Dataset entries
____
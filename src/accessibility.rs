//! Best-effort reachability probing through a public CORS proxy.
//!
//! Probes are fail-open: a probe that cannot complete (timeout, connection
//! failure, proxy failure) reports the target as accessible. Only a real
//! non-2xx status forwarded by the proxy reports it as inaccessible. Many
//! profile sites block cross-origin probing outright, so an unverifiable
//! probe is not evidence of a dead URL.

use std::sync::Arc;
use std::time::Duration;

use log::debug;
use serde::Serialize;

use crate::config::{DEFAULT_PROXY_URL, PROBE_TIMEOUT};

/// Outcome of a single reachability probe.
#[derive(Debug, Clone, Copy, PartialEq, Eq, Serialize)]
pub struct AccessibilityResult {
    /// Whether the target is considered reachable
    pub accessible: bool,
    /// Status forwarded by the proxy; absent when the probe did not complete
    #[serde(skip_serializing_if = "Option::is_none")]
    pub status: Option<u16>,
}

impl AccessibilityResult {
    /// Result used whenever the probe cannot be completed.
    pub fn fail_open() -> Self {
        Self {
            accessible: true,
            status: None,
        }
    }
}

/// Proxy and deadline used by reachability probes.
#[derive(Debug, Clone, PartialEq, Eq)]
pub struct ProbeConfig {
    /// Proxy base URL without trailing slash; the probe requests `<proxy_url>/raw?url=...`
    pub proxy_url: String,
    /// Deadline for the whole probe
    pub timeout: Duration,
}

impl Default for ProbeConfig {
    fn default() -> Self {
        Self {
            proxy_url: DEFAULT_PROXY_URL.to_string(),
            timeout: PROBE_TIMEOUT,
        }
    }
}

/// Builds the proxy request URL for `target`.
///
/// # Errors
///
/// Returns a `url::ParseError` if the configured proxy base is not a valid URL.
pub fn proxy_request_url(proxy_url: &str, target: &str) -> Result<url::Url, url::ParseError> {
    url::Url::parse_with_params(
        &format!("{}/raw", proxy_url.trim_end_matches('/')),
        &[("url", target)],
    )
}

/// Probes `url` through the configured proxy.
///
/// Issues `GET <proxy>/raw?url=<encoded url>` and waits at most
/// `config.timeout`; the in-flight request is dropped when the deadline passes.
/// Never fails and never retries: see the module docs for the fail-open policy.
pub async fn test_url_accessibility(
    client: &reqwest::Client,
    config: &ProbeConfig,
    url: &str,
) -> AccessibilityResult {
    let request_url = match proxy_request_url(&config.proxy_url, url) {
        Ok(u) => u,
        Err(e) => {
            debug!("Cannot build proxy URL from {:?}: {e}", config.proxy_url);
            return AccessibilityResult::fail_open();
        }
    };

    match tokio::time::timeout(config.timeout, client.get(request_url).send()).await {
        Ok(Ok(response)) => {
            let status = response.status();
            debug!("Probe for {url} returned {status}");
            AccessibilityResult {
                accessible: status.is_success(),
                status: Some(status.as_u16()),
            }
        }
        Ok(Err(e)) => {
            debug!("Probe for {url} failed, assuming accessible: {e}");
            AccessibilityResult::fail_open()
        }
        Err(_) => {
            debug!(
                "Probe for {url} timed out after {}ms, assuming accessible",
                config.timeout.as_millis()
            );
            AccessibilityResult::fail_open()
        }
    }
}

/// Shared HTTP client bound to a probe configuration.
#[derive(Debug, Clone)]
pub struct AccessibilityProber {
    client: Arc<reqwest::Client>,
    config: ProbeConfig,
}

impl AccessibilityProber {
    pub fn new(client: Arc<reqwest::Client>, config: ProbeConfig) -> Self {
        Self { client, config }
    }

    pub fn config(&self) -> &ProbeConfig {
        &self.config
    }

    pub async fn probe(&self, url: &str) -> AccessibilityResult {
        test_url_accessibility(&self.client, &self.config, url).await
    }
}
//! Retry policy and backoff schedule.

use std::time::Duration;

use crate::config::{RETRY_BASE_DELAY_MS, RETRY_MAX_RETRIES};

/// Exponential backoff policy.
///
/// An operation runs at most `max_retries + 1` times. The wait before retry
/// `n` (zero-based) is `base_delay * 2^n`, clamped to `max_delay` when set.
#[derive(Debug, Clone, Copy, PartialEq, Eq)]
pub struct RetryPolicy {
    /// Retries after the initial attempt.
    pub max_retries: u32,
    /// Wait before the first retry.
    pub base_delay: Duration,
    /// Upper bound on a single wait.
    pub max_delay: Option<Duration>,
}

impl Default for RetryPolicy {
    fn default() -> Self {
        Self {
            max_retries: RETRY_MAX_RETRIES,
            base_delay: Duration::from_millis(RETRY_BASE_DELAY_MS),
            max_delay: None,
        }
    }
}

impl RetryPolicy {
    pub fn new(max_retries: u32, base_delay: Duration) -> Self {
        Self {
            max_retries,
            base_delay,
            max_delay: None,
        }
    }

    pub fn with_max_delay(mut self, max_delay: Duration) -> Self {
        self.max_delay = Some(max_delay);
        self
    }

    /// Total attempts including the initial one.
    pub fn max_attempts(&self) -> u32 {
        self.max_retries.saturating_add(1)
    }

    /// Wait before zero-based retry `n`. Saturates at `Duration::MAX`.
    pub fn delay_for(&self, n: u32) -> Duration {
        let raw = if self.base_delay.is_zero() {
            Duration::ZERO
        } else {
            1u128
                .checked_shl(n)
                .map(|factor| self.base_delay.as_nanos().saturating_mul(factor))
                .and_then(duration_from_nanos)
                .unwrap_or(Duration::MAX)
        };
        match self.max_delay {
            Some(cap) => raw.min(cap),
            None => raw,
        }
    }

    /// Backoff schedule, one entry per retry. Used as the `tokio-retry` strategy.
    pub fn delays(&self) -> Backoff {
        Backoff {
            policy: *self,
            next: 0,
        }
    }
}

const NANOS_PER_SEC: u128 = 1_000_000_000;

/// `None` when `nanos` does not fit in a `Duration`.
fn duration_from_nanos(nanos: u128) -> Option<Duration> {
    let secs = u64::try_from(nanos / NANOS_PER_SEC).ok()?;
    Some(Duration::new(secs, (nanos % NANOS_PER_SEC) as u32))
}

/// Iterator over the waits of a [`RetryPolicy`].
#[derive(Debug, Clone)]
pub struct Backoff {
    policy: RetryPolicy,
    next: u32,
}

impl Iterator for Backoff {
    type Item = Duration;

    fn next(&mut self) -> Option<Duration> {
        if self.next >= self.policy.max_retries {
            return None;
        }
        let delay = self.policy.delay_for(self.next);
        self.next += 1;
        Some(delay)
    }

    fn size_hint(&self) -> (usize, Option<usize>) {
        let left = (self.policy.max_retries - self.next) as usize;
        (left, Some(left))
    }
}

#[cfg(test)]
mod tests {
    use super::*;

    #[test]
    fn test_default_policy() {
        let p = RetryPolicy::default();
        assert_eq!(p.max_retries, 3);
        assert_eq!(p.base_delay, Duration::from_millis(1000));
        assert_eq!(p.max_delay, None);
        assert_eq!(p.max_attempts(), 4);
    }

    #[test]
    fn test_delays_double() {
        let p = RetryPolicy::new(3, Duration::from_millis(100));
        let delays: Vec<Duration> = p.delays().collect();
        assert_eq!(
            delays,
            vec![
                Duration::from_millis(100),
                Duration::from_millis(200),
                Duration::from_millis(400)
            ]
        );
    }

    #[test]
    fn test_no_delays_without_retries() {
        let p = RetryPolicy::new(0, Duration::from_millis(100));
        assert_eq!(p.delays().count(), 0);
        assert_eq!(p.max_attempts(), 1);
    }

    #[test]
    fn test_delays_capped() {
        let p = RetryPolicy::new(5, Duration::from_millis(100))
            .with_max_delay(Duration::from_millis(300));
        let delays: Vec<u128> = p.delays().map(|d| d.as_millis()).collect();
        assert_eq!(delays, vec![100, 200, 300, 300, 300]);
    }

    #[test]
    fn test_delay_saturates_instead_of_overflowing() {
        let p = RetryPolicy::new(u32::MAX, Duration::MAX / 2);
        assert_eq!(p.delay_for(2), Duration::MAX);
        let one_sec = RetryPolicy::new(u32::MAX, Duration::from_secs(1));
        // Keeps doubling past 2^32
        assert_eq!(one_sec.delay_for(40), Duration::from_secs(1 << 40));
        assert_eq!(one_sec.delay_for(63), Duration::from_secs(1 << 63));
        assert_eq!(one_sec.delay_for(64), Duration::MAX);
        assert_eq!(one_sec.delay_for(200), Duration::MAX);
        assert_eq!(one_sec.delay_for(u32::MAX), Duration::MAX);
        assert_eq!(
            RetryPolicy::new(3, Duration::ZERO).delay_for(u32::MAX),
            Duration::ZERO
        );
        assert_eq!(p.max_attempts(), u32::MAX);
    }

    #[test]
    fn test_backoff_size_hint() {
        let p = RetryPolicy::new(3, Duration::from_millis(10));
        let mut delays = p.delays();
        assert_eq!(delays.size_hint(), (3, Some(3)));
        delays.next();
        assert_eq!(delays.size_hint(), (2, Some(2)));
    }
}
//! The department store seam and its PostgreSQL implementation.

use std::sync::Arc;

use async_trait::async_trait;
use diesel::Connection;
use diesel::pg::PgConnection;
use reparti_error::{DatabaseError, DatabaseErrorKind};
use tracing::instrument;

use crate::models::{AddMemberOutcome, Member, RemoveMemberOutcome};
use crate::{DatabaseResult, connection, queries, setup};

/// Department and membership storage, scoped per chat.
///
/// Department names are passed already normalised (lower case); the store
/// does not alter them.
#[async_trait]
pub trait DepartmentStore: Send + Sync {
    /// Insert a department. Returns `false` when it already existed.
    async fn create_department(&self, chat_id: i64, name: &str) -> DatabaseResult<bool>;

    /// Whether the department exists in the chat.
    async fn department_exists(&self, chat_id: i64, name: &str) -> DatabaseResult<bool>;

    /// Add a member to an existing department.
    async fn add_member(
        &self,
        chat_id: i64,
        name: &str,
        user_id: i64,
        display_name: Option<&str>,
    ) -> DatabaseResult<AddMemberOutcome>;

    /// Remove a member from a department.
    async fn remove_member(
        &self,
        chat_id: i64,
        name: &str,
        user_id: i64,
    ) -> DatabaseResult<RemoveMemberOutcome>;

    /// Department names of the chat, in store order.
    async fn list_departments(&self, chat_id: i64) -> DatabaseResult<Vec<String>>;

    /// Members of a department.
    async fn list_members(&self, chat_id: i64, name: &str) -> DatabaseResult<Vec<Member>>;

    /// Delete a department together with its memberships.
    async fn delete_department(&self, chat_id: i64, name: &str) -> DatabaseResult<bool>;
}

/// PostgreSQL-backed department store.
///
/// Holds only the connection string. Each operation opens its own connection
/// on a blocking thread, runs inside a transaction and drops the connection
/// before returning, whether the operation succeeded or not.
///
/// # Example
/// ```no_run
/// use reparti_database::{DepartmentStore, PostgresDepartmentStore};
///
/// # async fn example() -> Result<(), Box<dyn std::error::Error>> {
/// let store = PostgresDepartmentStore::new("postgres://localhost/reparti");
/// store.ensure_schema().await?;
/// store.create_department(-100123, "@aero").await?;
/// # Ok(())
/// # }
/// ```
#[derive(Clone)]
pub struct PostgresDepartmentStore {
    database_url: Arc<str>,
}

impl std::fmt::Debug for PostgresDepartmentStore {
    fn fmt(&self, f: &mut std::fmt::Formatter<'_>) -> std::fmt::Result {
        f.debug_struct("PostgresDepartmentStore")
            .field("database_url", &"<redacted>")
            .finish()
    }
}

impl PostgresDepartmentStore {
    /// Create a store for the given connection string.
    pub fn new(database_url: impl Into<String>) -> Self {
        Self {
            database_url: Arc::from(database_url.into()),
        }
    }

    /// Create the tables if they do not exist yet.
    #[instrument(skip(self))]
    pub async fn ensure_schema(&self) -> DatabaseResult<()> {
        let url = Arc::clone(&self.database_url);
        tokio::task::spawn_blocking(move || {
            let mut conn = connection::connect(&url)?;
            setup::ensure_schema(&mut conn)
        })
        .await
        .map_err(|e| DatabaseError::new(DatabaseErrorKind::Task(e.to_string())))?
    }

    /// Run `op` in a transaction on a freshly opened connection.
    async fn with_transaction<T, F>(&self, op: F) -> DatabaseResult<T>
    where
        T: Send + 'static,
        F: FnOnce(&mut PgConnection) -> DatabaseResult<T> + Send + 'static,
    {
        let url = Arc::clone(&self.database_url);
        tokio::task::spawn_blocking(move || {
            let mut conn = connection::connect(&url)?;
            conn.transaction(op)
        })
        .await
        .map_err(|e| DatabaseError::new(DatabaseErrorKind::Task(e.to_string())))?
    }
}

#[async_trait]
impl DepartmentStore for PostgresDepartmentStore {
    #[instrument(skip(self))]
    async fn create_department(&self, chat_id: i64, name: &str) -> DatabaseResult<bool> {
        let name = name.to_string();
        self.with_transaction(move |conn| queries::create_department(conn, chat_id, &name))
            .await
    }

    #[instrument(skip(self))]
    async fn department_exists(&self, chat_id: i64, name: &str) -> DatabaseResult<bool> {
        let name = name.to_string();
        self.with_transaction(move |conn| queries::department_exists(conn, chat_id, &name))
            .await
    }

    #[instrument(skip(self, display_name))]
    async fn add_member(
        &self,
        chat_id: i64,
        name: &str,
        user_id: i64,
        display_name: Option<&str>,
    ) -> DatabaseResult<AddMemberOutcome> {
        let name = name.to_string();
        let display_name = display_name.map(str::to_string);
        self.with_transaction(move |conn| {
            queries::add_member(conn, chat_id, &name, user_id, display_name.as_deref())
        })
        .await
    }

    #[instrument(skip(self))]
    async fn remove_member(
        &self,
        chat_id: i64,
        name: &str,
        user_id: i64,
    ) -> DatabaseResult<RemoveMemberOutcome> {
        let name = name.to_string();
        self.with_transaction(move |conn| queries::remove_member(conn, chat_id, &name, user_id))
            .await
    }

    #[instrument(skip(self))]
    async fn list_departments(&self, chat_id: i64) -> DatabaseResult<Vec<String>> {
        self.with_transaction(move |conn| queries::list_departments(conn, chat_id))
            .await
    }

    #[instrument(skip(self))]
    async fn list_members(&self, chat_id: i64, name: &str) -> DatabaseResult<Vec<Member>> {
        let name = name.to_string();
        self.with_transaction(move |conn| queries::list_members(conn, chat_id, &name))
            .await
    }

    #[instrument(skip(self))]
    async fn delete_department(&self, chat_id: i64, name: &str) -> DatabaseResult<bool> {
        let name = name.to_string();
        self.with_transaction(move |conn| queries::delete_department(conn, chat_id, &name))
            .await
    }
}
____
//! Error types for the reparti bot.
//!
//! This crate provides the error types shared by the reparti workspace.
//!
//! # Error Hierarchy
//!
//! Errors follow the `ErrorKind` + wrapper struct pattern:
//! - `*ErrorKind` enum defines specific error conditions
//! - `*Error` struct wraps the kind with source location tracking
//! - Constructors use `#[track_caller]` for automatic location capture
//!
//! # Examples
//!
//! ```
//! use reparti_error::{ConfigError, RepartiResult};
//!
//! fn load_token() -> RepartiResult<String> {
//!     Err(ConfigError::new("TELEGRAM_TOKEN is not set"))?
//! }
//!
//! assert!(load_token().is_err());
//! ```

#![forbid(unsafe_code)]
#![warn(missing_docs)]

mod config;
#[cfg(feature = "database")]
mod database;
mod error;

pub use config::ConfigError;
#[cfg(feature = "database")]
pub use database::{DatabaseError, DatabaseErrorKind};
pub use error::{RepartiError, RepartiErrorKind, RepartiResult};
____
Exercise requirements –
State only how many lines above contain "schedule".

Exercise response –
2